(Dataset items)
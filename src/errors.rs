//! Errors used throughout the game core.
//!
//! Three layers, each a `thiserror` enum:
//! - `ParseError` for coordinate and move text (and out-of-range indices).
//! - `PlayerError` for failures raised inside a `Player` implementation.
//! - `GameError` for everything the turn scheduler can surface.
//!
//! All of them are recoverable values; the game loop logs them and retries
//! the same turn.

use std::time::Duration;

use thiserror::Error;

use crate::game_state::chess_types::{Color, Move, Square};
use crate::rules::game_status::GameStatus;

/// Malformed coordinate or move text.
///
/// Every variant carries the offending token so console users can see which
/// half of a move was rejected.
#[derive(Debug, Clone, PartialEq, Eq, Error)]
pub enum ParseError {
    #[error("position string ({text}) has invalid length")]
    InvalidLength { text: String },

    #[error("position string ({text}) has invalid file")]
    InvalidFile { text: String },

    #[error("position string ({text}) has invalid rank")]
    InvalidRank { text: String },

    #[error("could not parse move string ({text}): expected two squares")]
    TokenCount { text: String },

    #[error("square index {index} is outside 0..=63")]
    IndexOutOfRange { index: u8 },
}

/// Failure raised by a `Player` while producing a move.
#[derive(Debug, Error)]
pub enum PlayerError {
    #[error(transparent)]
    Parse(#[from] ParseError),

    #[error("player input failed: {0}")]
    Io(#[from] std::io::Error),

    #[error("player input closed")]
    InputClosed,

    #[error("player resigned")]
    Resigned,

    #[error("{0}")]
    Other(String),
}

/// Errors surfaced by board operations and the turn scheduler.
#[derive(Debug, Error)]
pub enum GameError {
    #[error(transparent)]
    Parse(#[from] ParseError),

    #[error("no piece at source square {square}")]
    NoPieceAtSource { square: Square },

    #[error("move not valid for {color}: {mv}")]
    InvalidMove { mv: Move, color: Color },

    #[error("{color} did not move within {budget:?}")]
    TurnTimeout { color: Color, budget: Duration },

    #[error("{color} player failed: {source}")]
    Player {
        color: Color,
        #[source]
        source: PlayerError,
    },

    #[error("game is already over: {status:?}")]
    GameFinished { status: GameStatus },

    #[error("square {square} is occupied by more than one piece mask")]
    OverlappingPieces { square: Square },
}

/// Result type alias for game operations
pub type GameResult<T> = Result<T, GameError>;
//! Pluggable move-legality strategies.
//!
//! The scheduler only knows the `LegalityCheck` trait, so a real rules
//! engine can replace the permissive default without touching the loop.

use crate::game_state::board::Board;
use crate::game_state::chess_types::{Color, Move};

pub trait LegalityCheck: Send + Sync {
    fn name(&self) -> &str;

    fn is_legal(&self, board: &Board, mv: Move, color: Color) -> bool;
}

/// Accepts every move; defers to `Board::is_legal`.
#[derive(Debug, Clone, Copy, Default)]
pub struct PermissiveLegality;

impl LegalityCheck for PermissiveLegality {
    fn name(&self) -> &str {
        "permissive"
    }

    fn is_legal(&self, board: &Board, mv: Move, color: Color) -> bool {
        board.is_legal(mv, color)
    }
}

#[cfg(test)]
mod tests {
    use super::{LegalityCheck, PermissiveLegality};
    use crate::game_state::board::Board;
    use crate::game_state::chess_types::{Color, Move};

    #[test]
    fn permissive_accepts_moves_from_either_side_and_empty_squares() {
        let board = Board::standard();
        let check = PermissiveLegality;
        let own = Move::new(12, 28).expect("indices are in range");
        let foreign = Move::new(52, 36).expect("indices are in range");
        let empty = Move::new(30, 31).expect("indices are in range");

        assert!(check.is_legal(&board, own, Color::White));
        assert!(check.is_legal(&board, foreign, Color::White));
        assert!(check.is_legal(&board, empty, Color::Black));
        assert_eq!(check.name(), "permissive");
    }
}
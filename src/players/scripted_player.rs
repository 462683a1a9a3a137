//! Player that replays a fixed list of move strings.

use std::collections::VecDeque;
use std::time::Duration;

use async_trait::async_trait;
use tokio::time::Instant;

use crate::errors::PlayerError;
use crate::game_state::board::Board;
use crate::game_state::chess_types::Move;
use crate::players::player_trait::Player;
use crate::utils::algebraic::parse_move;

pub struct ScriptedPlayer {
    name: String,
    budget: Duration,
    script: VecDeque<String>,
}

impl ScriptedPlayer {
    pub fn new<I, S>(name: &str, budget: Duration, moves: I) -> Self
    where
        I: IntoIterator<Item = S>,
        S: Into<String>,
    {
        Self {
            name: name.to_owned(),
            budget,
            script: moves.into_iter().map(Into::into).collect(),
        }
    }
}

#[async_trait]
impl Player for ScriptedPlayer {
    fn name(&self) -> &str {
        &self.name
    }

    fn turn_budget(&self) -> Duration {
        self.budget
    }

    async fn produce_move(&mut self, _board: Board, _deadline: Instant) -> Result<Move, PlayerError> {
        let text = self.script.pop_front().ok_or(PlayerError::InputClosed)?;
        Ok(parse_move(&text)?)
    }
}
//! Player abstraction used by the turn scheduler.
//!
//! A player receives an owned snapshot of the board and a deadline, and
//! answers with a move. The scheduler always races the call against that
//! deadline and drops the future when it expires, so implementations must
//! keep their work inside the returned future (no detached tasks) for the
//! cancellation to reach them.

use std::time::Duration;

use async_trait::async_trait;
use tokio::time::Instant;

use crate::errors::PlayerError;
use crate::game_state::board::Board;
use crate::game_state::chess_types::Move;

#[async_trait]
pub trait Player: Send {
    fn name(&self) -> &str;

    /// Maximum time this player may spend on one move.
    fn turn_budget(&self) -> Duration;

    async fn produce_move(&mut self, board: Board, deadline: Instant) -> Result<Move, PlayerError>;
}
use std::time::Duration;

use tempo_chess::game::config::GameConfig;
use tempo_chess::game::turn_scheduler::ChessGame;
use tempo_chess::game_state::chess_types::Color;
use tempo_chess::players::console_player::{
    shared_stdin, ConsolePlayer, SharedInput, DEFAULT_CONSOLE_BUDGET,
};
use tempo_chess::players::player_trait::Player;
use tempo_chess::players::random_player::RandomPlayer;
use tracing::{info, warn};
use tracing_subscriber::EnvFilter;

mod cli;
use cli::{Cli, PlayerKind};

fn build_player(
    kind: PlayerKind,
    color: Color,
    budget: Duration,
    seed: u64,
    stdin: &SharedInput,
) -> Box<dyn Player> {
    match kind {
        PlayerKind::Console => Box::new(ConsolePlayer::stdio(color, budget, stdin.clone())),
        PlayerKind::Random => Box::new(RandomPlayer::new(color, budget, seed)),
    }
}

#[tokio::main]
async fn main() -> Result<(), Box<dyn std::error::Error>> {
    let cli = <Cli as clap::Parser>::parse();

    let filter = EnvFilter::try_from_default_env().unwrap_or_else(|_| EnvFilter::new(&cli.log_level));
    tracing_subscriber::fmt()
        .with_env_filter(filter)
        .with_writer(std::io::stderr)
        .init();

    let budget = cli
        .turn_seconds
        .map_or(DEFAULT_CONSOLE_BUDGET, Duration::from_secs);
    let stdin = shared_stdin()?;
    let white = build_player(cli.white, Color::White, budget, cli.seed, &stdin);
    let black = build_player(cli.black, Color::Black, budget, cli.seed.wrapping_add(1), &stdin);
    info!(white = white.name(), black = black.name(), ?budget, "starting game");

    let config = GameConfig {
        print_board: !cli.quiet,
        max_plies: cli.max_plies,
        max_consecutive_failures: cli.max_failures,
    };
    let mut game = ChessGame::new(white, black, config);

    let shutdown = async {
        if let Err(err) = tokio::signal::ctrl_c().await {
            warn!(error = %err, "could not listen for ctrl-c");
            std::future::pending::<()>().await;
        }
    };
    let summary = game.play_until(shutdown).await?;

    match summary.status.winner() {
        Some(winner) => println!("{winner} wins ({:?})", summary.status),
        None => println!("result: {:?}", summary.status),
    }
    println!(
        "plies={} failed_attempts={} interrupted={}",
        summary.plies, summary.failed_attempts, summary.interrupted
    );
    Ok(())
}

• TASK: Only the lines above from the line containing "use crate::rules::game_status::GameStatus;" through the line containing "pub enum ParseError" should be retyped, exactly and with both ends included.

• RESPONSE TO THE TASK:
use crate::rules::game_status::GameStatus;

/// Malformed coordinate or move text.
///
/// Every variant carries the offending token so console users can see which
/// half of a move was rejected.
#[derive(Debug, Clone, PartialEq, Eq, Error)]
pub enum ParseError {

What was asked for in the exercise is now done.